Comcast Cable, the largest cable company and home Internet service provider in the United States, announced a merger with Time Warner Cable on February 13, displeasing several shareholders and government officials.

 

One day after the $45 billion all-stock acquisition was announced, shareholder Breffni Barrett Filed in the Supreme Court of New York (read it here) a class-action suit accusing TWC, its chairman and CEO Rob Marcus, former Sen. John Sununu and other members of the company’s board of fattening their pockets while breaching a fiduciary duty.

 

While it is easy to file an action such as this one, it is very hard to prove that a board acted as badly as Barrett alleges. However, Barrett may have just cause because not only is the merger subject to approval by shareholders from both companies, but also by the Federal Communications Commission and the Department of Justice, which already is observing a conflict with anti-trust law.

 

Anti-trust law is a competition law in the United States that supervises the mergers and acquisitions of large corporations which may threaten the competitive process.

 

Since Comcast is dominant in the cable industry and Time Warner is the second largest cable company in the U.S. , the merger raises an anti-trust issue, said the plaintiff’s lawyers at NYC firms Wolf Haldenstein Adler Freeman & Herz LLP and Robbins Arroyo, LLP.

 

"Any bid for Time Warner Cable would have to be approved by both the Federal Communications Commission and the U.S. Department of Justice, which have a record of bringing anti-trust enforcement actions against would-be mergers that they believe will harm competition,” said the team of lawyers.

 

According to BusinessWeek.com, "merging with Time Warner Cable will increase Comcast’s subscriber base by 50 percent, from 22 million to 33 million homes, giving it access to about 70 percent of U.S. households and a bigger base over which to spread its on-demand investment.”

 

Government bureaucrats use the Herfindahl-Hirschman Index (HHI) to evaluate monopoly status.
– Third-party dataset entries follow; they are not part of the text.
//! Backend for the weather-station monitoring dashboard.
//!
//! Stations push timestamped temperature, humidity and rainfall readings;
//! the dashboard reads them back raw, per minute, or bucketed by hour with
//! the derived Delta T spraying indicator.
//!
//! Module layout follows the Explicit Module Boundary Pattern (EMBP):
//! - [`config`] loads the immutable runtime configuration
//! - [`schema`] and [`store`] own everything SQL
//! - [`delta_t`], [`aggregate`] and [`window`] are pure computation
//! - [`routes`] is the single gateway exposing the HTTP surface

pub mod aggregate;
pub mod config;
pub mod delta_t;
pub mod error;
pub mod models;
pub mod routes;
pub mod schema;
pub mod store;
pub mod window;

pub use config::Config;
pub use error::InputError;
pub use models::{AggregatedPoint, AggregationReport, MinuteRow, Reading};
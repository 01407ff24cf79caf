//! Hour-bucketed aggregation of station readings for the dashboard chart.
//!
//! Readings are grouped by the hour of their station-local timestamp. Each
//! bucket reports mean temperature and humidity (1 decimal), summed rainfall
//! (2 decimals) and the Delta T of the rounded means.
//!
//! The default [`BucketMode::HourOfDay`] keys buckets on `"HH:00"` alone, so
//! readings from different calendar days that share an hour land in the same
//! bucket. Dashboards showing more than a day should ask for
//! [`BucketMode::DayHour`] instead.

use std::collections::HashMap;
use std::str::FromStr;

use chrono::{DateTime, FixedOffset, Utc};
use serde::{Deserialize, Serialize};

use crate::delta_t::{delta_t, round_to};
use crate::error::InputError;
use crate::models::{value_or_zero, AggregatedPoint, AggregationReport, Reading};

// ---

/// How readings are assigned to buckets.
#[derive(Debug, Clone, Copy, Default, PartialEq, Eq, Serialize, Deserialize)]
#[serde(rename_all = "snake_case")]
pub enum BucketMode {
    /// `"HH:00"`, merging equal hours across days.
    #[default]
    HourOfDay,
    /// `"YYYY-MM-DD HH:00"`, one bucket per calendar hour.
    DayHour,
}

impl BucketMode {
    /// Bucket label for a timestamp seen from the station's local offset.
    pub fn label(self, timestamp: DateTime<Utc>, offset: FixedOffset) -> String {
        // ---
        let local = timestamp.with_timezone(&offset);
        match self {
            BucketMode::HourOfDay => local.format("%H:00").to_string(),
            BucketMode::DayHour => local.format("%Y-%m-%d %H:00").to_string(),
        }
    }
}

impl FromStr for BucketMode {
    type Err = InputError;

    fn from_str(s: &str) -> Result<Self, Self::Err> {
        match s {
            "hour" | "hour_of_day" => Ok(BucketMode::HourOfDay),
            "day_hour" => Ok(BucketMode::DayHour),
            other => Err(InputError::UnknownBucketMode(other.to_string())),
        }
    }
}

/// Running sums for one bucket. Only exists once a reading has been seen.
#[derive(Debug, Clone, PartialEq)]
struct HourBucket {
    // ---
    sum_temperature: f64,
    sum_humidity: f64,
    sum_rainfall: f64,
    count: u32,
}

impl HourBucket {
    fn first(reading: &Reading) -> Self {
        // ---
        HourBucket {
            sum_temperature: value_or_zero(reading.temperature),
            sum_humidity: value_or_zero(reading.humidity),
            sum_rainfall: value_or_zero(reading.rainfall),
            count: 1,
        }
    }

    fn add(&mut self, reading: &Reading) {
        // ---
        self.sum_temperature += value_or_zero(reading.temperature);
        self.sum_humidity += value_or_zero(reading.humidity);
        self.sum_rainfall += value_or_zero(reading.rainfall);
        self.count += 1;
    }

    fn into_point(self, hour_label: String) -> AggregatedPoint {
        // ---
        let count = f64::from(self.count);
        let mean_temperature = round_to(self.sum_temperature / count, 1);
        let mean_humidity = round_to(self.sum_humidity / count, 1);

        AggregatedPoint {
            hour_label,
            mean_temperature,
            mean_humidity,
            total_rainfall: round_to(self.sum_rainfall, 2),
            delta_t: delta_t(Some(mean_temperature), Some(mean_humidity)),
        }
    }
}

/// Reduce readings to one point per hour-of-day label, sorted by label.
///
/// Missing numeric fields count as `0`. The input is only read.
pub fn aggregate_hourly(readings: &[Reading], offset: FixedOffset) -> Vec<AggregatedPoint> {
    aggregate(readings, BucketMode::HourOfDay, offset)
}

/// Reduce readings to one point per bucket of `mode`, sorted by label.
pub fn aggregate(
    readings: &[Reading],
    mode: BucketMode,
    offset: FixedOffset,
) -> Vec<AggregatedPoint> {
    // ---
    let mut buckets: HashMap<String, HourBucket> = HashMap::new();

    for reading in readings {
        let label = mode.label(reading.timestamp, offset);
        match buckets.get_mut(&label) {
            Some(bucket) => bucket.add(reading),
            None => {
                buckets.insert(label, HourBucket::first(reading));
            }
        }
    }

    let mut points: Vec<AggregatedPoint> = buckets
        .into_iter()
        .map(|(label, bucket)| bucket.into_point(label))
        .collect();
    points.sort_by(|a, b| a.hour_label.cmp(&b.hour_label));

    tracing::debug!(
        "Aggregated {} readings into {} {:?} buckets",
        readings.len(),
        points.len(),
        mode
    );
    points
}

/// Total rainfall over every reading, independent of bucketing.
pub fn total_rainfall(readings: &[Reading]) -> f64 {
    // ---
    let sum: f64 = readings.iter().map(|r| value_or_zero(r.rainfall)).sum();
    round_to(sum, 2)
}

/// Buckets plus whole-window rainfall: everything the dashboard renders.
pub fn summarize(readings: &[Reading], mode: BucketMode, offset: FixedOffset) -> AggregationReport {
    // ---
    AggregationReport {
        points: aggregate(readings, mode, offset),
        total_rainfall: total_rainfall(readings),
    }
}
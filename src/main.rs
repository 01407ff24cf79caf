//! Application entry point for the `agrimet-dashboard` backend service.
//!
//! This binary orchestrates the full startup sequence:
//! - Loading configuration from environment variables or `.env`
//! - Initializing structured logging/tracing
//! - Establishing a PostgreSQL connection pool
//! - Creating the database schema if it does not exist
//! - Mounting all API routes via the `routes` gateway (EMBP pattern)
//! - Binding the Axum HTTP server and serving requests
//!
//! # Environment Variables
//! - `DATABASE_URL` (**required**) – PostgreSQL connection string
//! - `DB_POOL_MAX`, `HTTP_PORT`, `STATION_UTC_OFFSET_MINUTES`,
//!   `RAW_ROW_LIMIT`, `CORS_ALLOW_ORIGIN` – see [`agrimet_dashboard::config`]
//! - `AXUM_LOG_LEVEL` (optional) – log verbosity (default: `debug`)
//! - `AXUM_SPAN_EVENTS` (optional) – span event mode for tracing
use std::{env, net::SocketAddr};

use anyhow::Result;
use axum::Router;
use dotenvy::dotenv;
use is_terminal::IsTerminal;
use sqlx::postgres::PgPoolOptions;
use tracing_subscriber::filter::EnvFilter;
use tracing_subscriber::fmt::format::FmtSpan;

use agrimet_dashboard::{config, routes, schema};

// ---

#[tokio::main]
async fn main() -> Result<()> {
    // ---
    init_tracing();
    dotenv().ok();

    let cfg = config::load_from_env()?;
    cfg.log_config();

    tracing::info!("Attempting to connect to database: {}", cfg.masked_db_url());

    let pool = PgPoolOptions::new()
        .max_connections(cfg.db_pool_max)
        .connect(&cfg.db_url)
        .await
        .map_err(|e| {
            anyhow::anyhow!(
                "Failed to connect to database '{}': {}",
                cfg.masked_db_url(),
                e
            )
        })?;

    tracing::info!("Successfully connected to database");

    schema::create_schema(&pool).await?;

    let addr = SocketAddr::from(([0, 0, 0, 0], cfg.http_port));

    // Build app from routes gateway (EMBP)
    let app: Router = routes::router(pool, cfg);

    tracing::info!("Listening on {}", addr);

    let listener = tokio::net::TcpListener::bind(addr).await?;
    axum::serve(listener, app).await?;

    Ok(())
}

// ---

/// Initialize the global tracing subscriber for structured logging.
///
/// - Log target, file, and line number output enabled
/// - Color output controlled by `FORCE_COLOR` (`1|true|yes` on,
///   `0|false|no` off), otherwise by TTY detection
/// - Span event mode from `AXUM_SPAN_EVENTS`: `"full"`, `"enter_exit"`, or
///   CLOSE events only when unset
/// - Level from `RUST_LOG`, falling back to `AXUM_LOG_LEVEL`
///
/// Must be called once, before any logging macro fires.
fn init_tracing() {
    // ---
    let span_events = match env::var("AXUM_SPAN_EVENTS").as_deref() {
        Ok("full") => FmtSpan::FULL,
        Ok("enter_exit") => FmtSpan::ENTER | FmtSpan::EXIT,
        _ => FmtSpan::CLOSE,
    };

    let use_color = match env::var("FORCE_COLOR").as_deref() {
        Ok("1") | Ok("true") | Ok("yes") => true,
        Ok("0") | Ok("false") | Ok("no") => false,
        _ => std::io::stdout().is_terminal(),
    };

    let env_filter = if env::var("RUST_LOG").is_ok() {
        EnvFilter::from_default_env()
    } else {
        let level = match env::var("AXUM_LOG_LEVEL").ok().as_deref() {
            Some("trace") => "trace",
            Some("debug") => "debug",
            Some("info") => "info",
            Some("warn") => "warn",
            Some("error") => "error",
            _ => "debug",
        };
        EnvFilter::new(format!("{level},sqlx::query=warn"))
    };

    tracing_subscriber::fmt()
        .with_target(true)
        .with_file(true)
        .with_line_number(true)
        .with_span_events(span_events)
        .with_env_filter(env_filter)
        .with_ansi(use_color)
        .compact()
        .init();
}
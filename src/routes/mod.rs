//! Routes gateway: the only place `main.rs` (and the integration tests) get
//! an HTTP surface from.
//!
//! Sibling modules each export a subrouter over the shared `(PgPool, Config)`
//! state; this gateway merges them, installs state and the CORS layer.

use axum::{
    extract::rejection::JsonRejection,
    http::{HeaderValue, StatusCode},
    middleware,
    response::{IntoResponse, Response},
    Json, Router,
};
use serde::Serialize;
use sqlx::PgPool;

use crate::Config;

mod cors;
mod dashboard;
mod health;
mod readings;

// ---

pub fn router(pool: PgPool, config: Config) -> Router {
    // ---
    let origin = HeaderValue::from_str(&config.cors_allow_origin).unwrap_or_else(|_| {
        tracing::warn!(
            "CORS_ALLOW_ORIGIN '{}' is not a valid header value, using '*'",
            config.cors_allow_origin
        );
        HeaderValue::from_static("*")
    });

    Router::new()
        .merge(readings::router())
        .merge(dashboard::router())
        .merge(health::router())
        .with_state((pool, config))
        .layer(middleware::from_fn_with_state(origin, cors::cors))
}

/// JSON body of every non-2xx response.
#[derive(Debug, Serialize)]
struct ErrorBody {
    error: String,
}

/// Build a `{"error": ...}` response. Callers log the detail themselves and
/// pass only a message that is safe to show a user.
fn error_response(status: StatusCode, message: impl Into<String>) -> Response {
    // ---
    (
        status,
        Json(ErrorBody {
            error: message.into(),
        }),
    )
        .into_response()
}

/// Report a body that failed to deserialize with the usual error shape.
fn rejection_response(rejection: JsonRejection) -> Response {
    // ---
    tracing::debug!("Rejected request body: {}", rejection.body_text());
    error_response(rejection.status(), rejection.body_text())
}
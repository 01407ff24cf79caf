//! Delta T, the wet-bulb depression indicator used to judge spraying
//! conditions.
//!
//! Delta T is the difference between the dry-bulb air temperature and the
//! wet-bulb temperature. Growers spray when it sits roughly between 2 and 8:
//! below that droplets stay too long and drift, above it they evaporate
//! before reaching the crop.
//!
//! The wet-bulb temperature comes from the Stull (2011) empirical fit on
//! temperature (°C) and relative humidity (%):
//!
//! ```text
//! Tw = T·atan(0.151977·√(RH + 8.313659)) + atan(T + RH) − atan(RH − 1.676331)
//!      + 0.00391838·RH^1.5·atan(0.023101·RH) − 4.686035
//! ΔT = T − Tw
//! ```

// ---

/// Compute Delta T for a temperature (°C) and relative humidity (%),
/// rounded to 2 decimals.
///
/// Returns `None` when either input is missing. Inputs are not range checked;
/// a result the fit cannot produce (e.g. humidity below −8.313659) is also
/// `None` rather than a NaN.
pub fn delta_t(temperature: Option<f64>, humidity: Option<f64>) -> Option<f64> {
    // ---
    let (t, rh) = (temperature?, humidity?);

    let term1 = t * (0.151977 * (rh + 8.313659).sqrt()).atan();
    let term2 = (t + rh).atan();
    let term3 = (rh - 1.676331).atan();
    let term4 = 0.00391838 * rh.powf(1.5) * (0.023101 * rh).atan();
    let wet_bulb = (term1 + term2) - term3 + term4 - 4.686035;

    let result = round_to(t - wet_bulb, 2);
    result.is_finite().then_some(result)
}

/// Round half away from zero to `decimals` places.
pub fn round_to(value: f64, decimals: i32) -> f64 {
    // ---
    let scale = 10f64.powi(decimals);
    (value * scale).round() / scale
}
The HHI is a dated metric that looks solely at market share and fails to take into account any other competitive factors.

 

Comcast is offering to divest 3 million Time Warner subscribers just to keep Comcast at 30 million homes – which is below the 30 percent HHI market share threshold.

 

While some agree it may give Comcast an unfair advantage, AT&T, Verizon Communications, and Dish Network all offer high-speed broadband and are poised to capture both the divested and the dissatisfied Comcast users. Internet services mega company Google is even testing an option —Google Fiber—that could provide speeds up to 100 times faster than Comcast.

 

The rationale of this merger may have more to do with the aforementioned competitors than you think.

 

According to Yahoo Finance,  "this merger is part of an essentially defensive strategy by the "legacy” cable operators to cut costs, constantly reinvest in their network infrastructure and absorb ever-higher content costs – all with declining subscriber ranks.”  

 

After the CBS blackout six months ago caused TWC to lose 300,000 subscribers and the "cord-cutters” of Generation Y have left to explore internet-based television options, the merger may be big cable’s only way to fight back.

 

For perspective, Netflix now has 29 million subscribers in the U.S. and 44 million worldwide. More than 2.3 million new American households signed up for the streaming service last year, its best quarterly performance in three years.

 

And Netflix growth is not burdened by the operating and maintaining a clunky cable wiring system for product delivery, so it can invest more dollars in original content such as the popular show, House of Cards, starring Academy Award-winner Kevin Spacey.

 

However, Comcast also owns NBC Universal, one of the largest TV network operators, and this type of vertical integration with another big player and content originator might also draw some FCC concerns or conditions.

 

If the merger goes through, Time Warner customers would likely see no immediate changes in terms of their channel lineups or Internet service. Yet, in their announcement, both companies indicated that some of Comcast’s broader array of video-on-demand offerings and programming accessible on mobile devices could be rolled out to Time Warner customers.

 

Comcast is in a leading position for its breadth of programs, with 50,000 video on demand choices and 300,000 streaming offerings on its XfinityTV.com and a new cloud-based DVR system.

 

Comcast said it expects regulatory review to take nine to 12 months.